Wie die Schmeißfliegen umschwirren Reporter mit Kameras und Mikros Violetta bei ihren Sexspielchen, Festen und selbst bei ihrem Sterben. Und ihre Bilder werden in kleine, fast wie Sexkabinen aussehende, weißgekachelte Wohneinheiten eines dreistöckigen Hauses übertragen, wo sich schmierige Typen vor TV-Geräten und Laptops daran begeilen.

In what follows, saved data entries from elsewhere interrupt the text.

//! Nearest-insertion constructive heuristic.
//!
//! Grows a tour one node at a time. The next node is the uninserted node
//! closest to any node already on the tour; it is spliced into the arc
//! where it adds the least cost.
//!
//! # Complexity
//!
//! O(n²) cost lookups: each step scans the uninserted nodes and every
//! arc of the tour once.
//!
//! # Reference
//!
//! Rosenkrantz, D.J., Stearns, R.E. & Lewis, P.M. (1977). "An Analysis of
//! Several Heuristics for the Traveling Salesman Problem",
//! *SIAM Journal on Computing* 6(3), 563-581.

use crate::cost::CostOracle;
use crate::error::Result;
use crate::models::{Cycle, Node};

use super::insertion::find_insertion;
use super::seed::{initial_cycle, SeedArc};

/// Which uninserted node is taken next.
#[derive(Debug, Clone, Copy, PartialEq, Eq)]
pub(crate) enum Proximity {
    /// Smallest distance to the tour; seeded with the cheapest arc.
    Nearest,
    /// Largest distance to the tour; seeded with the costliest arc.
    Farthest,
}

impl Proximity {
    fn seed_arc(self) -> SeedArc {
        match self {
            Proximity::Nearest => SeedArc::Cheapest,
            Proximity::Farthest => SeedArc::Costliest,
        }
    }

    fn prefers(self, candidate: f64, incumbent: f64) -> bool {
        match self {
            Proximity::Nearest => candidate < incumbent,
            Proximity::Farthest => candidate > incumbent,
        }
    }

    fn name(self) -> &'static str {
        match self {
            Proximity::Nearest => "nearest_insertion",
            Proximity::Farthest => "farthest_insertion",
        }
    }
}

/// Constructs a tour using the nearest-insertion heuristic.
///
/// Without a seed the tour opens as `[u, v, u]` over the cheapest arc
/// `(u, v)`. Every step picks the uninserted node with the smallest cost
/// to the current tour (first in universe order on ties) and inserts it
/// at its cheapest arc.
///
/// Returns the closed tour and its total cost. A seed must span at least
/// two distinct nodes if any node is left to insert, otherwise the first
/// insertion fails with [`TourError::EmptyCycle`].
///
/// [`TourError::EmptyCycle`]: crate::TourError::EmptyCycle
///
/// # Examples
///
/// ```
/// use u_tour::constructive::nearest_insertion;
/// use u_tour::cost::DistanceMatrix;
/// use u_tour::models::Point;
///
/// let dm = DistanceMatrix::from_points(&[
///     Point::new(0.0, 0.0),
///     Point::new(4.0, 0.0),
///     Point::new(4.0, 3.0),
///     Point::new(0.0, 3.0),
/// ]);
/// let (tour, cost) = nearest_insertion(&dm.nodes(), &dm, None).unwrap();
/// assert!(tour.is_tour_of(&dm.nodes()));
/// assert!((cost - 14.0).abs() < 1e-10);
/// ```
pub fn nearest_insertion<N, C>(
    universe: &[N],
    costs: &C,
    seed: Option<&Cycle<N>>,
) -> Result<(Cycle<N>, f64)>
where
    N: Node,
    C: CostOracle<N> + ?Sized,
{
    insert_by_proximity(universe, costs, seed, Proximity::Nearest)
}

/// Shared loop of nearest and farthest insertion.
pub(crate) fn insert_by_proximity<N, C>(
    universe: &[N],
    costs: &C,
    seed: Option<&Cycle<N>>,
    proximity: Proximity,
) -> Result<(Cycle<N>, f64)>
where
    N: Node,
    C: CostOracle<N> + ?Sized,
{
    let (mut cycle, remaining) = initial_cycle(universe, costs, seed, proximity.seed_arc())?;
    let mut total = cycle.cost(costs)?;

    // Cost from each uninserted node to its closest node on the tour.
    let mut to_tour: Vec<(N, f64)> = Vec::with_capacity(remaining.len());
    for node in remaining {
        let mut closest = f64::INFINITY;
        for v in cycle.nodes() {
            closest = closest.min(costs.cost(&node, v)?);
        }
        to_tour.push((node, closest));
    }

    while !to_tour.is_empty() {
        let mut pick = 0;
        for (i, (_, d)) in to_tour.iter().enumerate().skip(1) {
            if proximity.prefers(*d, to_tour[pick].1) {
                pick = i;
            }
        }
        let (node, _) = to_tour.remove(pick);

        let best = find_insertion(&cycle, &node, costs)?;
        cycle.insert_after(&best.pred, node.clone())?;
        total += best.cost;

        // Distances to the tour only shrink as it grows.
        for (other, d) in to_tour.iter_mut() {
            *d = d.min(costs.cost(other, &node)?);
        }
    }

    tracing::debug!(
        heuristic = proximity.name(),
        nodes = cycle.num_nodes(),
        cost = total,
        "tour constructed"
    );
    Ok((cycle, total))
}

#[cfg(test)]
mod tests {
    use super::*;
    use crate::cost::{CostTable, DistanceMatrix};
    use crate::error::TourError;
    use crate::models::Point;

    fn rectangle() -> DistanceMatrix {
        DistanceMatrix::from_points(&[
            Point::new(0.0, 0.0),
            Point::new(4.0, 0.0),
            Point::new(4.0, 3.0),
            Point::new(0.0, 3.0),
            Point::new(2.0, -1.0),
        ])
    }

    #[test]
    fn test_ni_visits_every_node() {
        let dm = rectangle();
        let (tour, cost) = nearest_insertion(&dm.nodes(), &dm, None).expect("complete");
        assert!(tour.is_tour_of(&dm.nodes()));
        assert!((tour.cost(&dm).expect("complete") - cost).abs() < 1e-10);
    }

    #[test]
    fn test_ni_seeds_with_cheapest_arc() {
        // Cheapest arc is 0-4 (√5, tied with 1-4 but scanned first).
        let dm = rectangle();
        let (tour, cost) = nearest_insertion(&dm.nodes(), &dm, None).expect("complete");
        assert_eq!(tour.nodes(), &[0, 3, 2, 1, 4, 0]);
        assert!((cost - (10.0 + 2.0 * 5f64.sqrt())).abs() < 1e-10);
    }

    #[test]
    fn test_ni_with_seed() {
        let dm = rectangle();
        let seed = Cycle::from_open(vec![2, 3, 0]).expect("valid");
        let (tour, cost) = nearest_insertion(&dm.nodes(), &dm, Some(&seed)).expect("complete");
        assert_eq!(*tour.first(), 2);
        assert!(tour.is_tour_of(&dm.nodes()));
        assert!((tour.cost(&dm).expect("complete") - cost).abs() < 1e-10);
    }

    #[test]
    fn test_ni_full_seed_unchanged() {
        let dm = rectangle();
        let seed = Cycle::from_open(dm.nodes()).expect("valid");
        let (tour, cost) = nearest_insertion(&dm.nodes(), &dm, Some(&seed)).expect("complete");
        assert_eq!(tour, seed);
        assert!((cost - seed.cost(&dm).expect("complete")).abs() < 1e-10);
    }

    #[test]
    fn test_ni_single_node_seed_rejected() {
        let dm = rectangle();
        let seed = Cycle::from_open(vec![2]).expect("valid");
        assert_eq!(
            nearest_insertion(&dm.nodes(), &dm, Some(&seed)),
            Err(TourError::EmptyCycle { len: 2 })
        );
    }

    #[test]
    fn test_ni_too_few_nodes() {
        let dm = DistanceMatrix::new(1);
        assert_eq!(
            nearest_insertion(&dm.nodes(), &dm, None),
            Err(TourError::EmptyUniverse)
        );
    }

    #[test]
    fn test_ni_missing_cost() {
        let mut costs = CostTable::new();
        costs.insert_symmetric('A', 'B', 1.0);
        costs.insert_symmetric('B', 'C', 1.0);
        assert!(matches!(
            nearest_insertion(&['A', 'B', 'C'], &costs, None),
            Err(TourError::MissingEdgeCost { .. })
        ));
    }
}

Regisseur Andreas Gergen zeigt in Giuseppe Verdis im Heute angesiedelter "La Traviata" – eine Produktion des Salzburger Landestheaters im Haus für Mozart – die sensationslüsterne Mediengesellschaft wie auch die Vereinsamung des Einzelnen, der nur noch unpersönlich über PC kommuniziert.

Blutig

Konsequenterweise lässt er das letzte Treffen von Alfredo und Violetta vor Laptops über Skype ablaufen, bevor sie recht blutig an einer Fehlgeburt stirbt. Kühn, aber nachvollziehbar ist seine Konzeption mit vielen Ideen, Details und Bildern.

Gladys Rossi singt die Titelheldin mit feinen Piani und reichen Schattierungen. Auch ihre Darstellung ist beeindruckend: sexy mit Strapsen im ersten Bild, ausstaffiert wie Marilyn Monroe (Bilder von ihr finden sich auch in den Wohneinheiten), und dann als sehnsüchtige Mutter, die mit einer Puppe spielt.

Mit schöngefärbtem, kräftigen Tenor erlebt man Luciano Ganci als Alfredo. Michele Calmandi als szenisch eher hölzerner, reich dekorierter Offizier Germont verfügt über einen sehr weichen, noblen Bariton.

Leo Hussain am Pult des Mozarteum Orchesters ist ein Garant für mitreißendes, facetten- und farbenreiches wie auch spannendes Musizieren. Steigerungen werden extrem ausgereizt, aber auch wunderbar sensible Töne produziert.

Breite Zustimmung mit ein paar schüchternen Buhs für die Regie.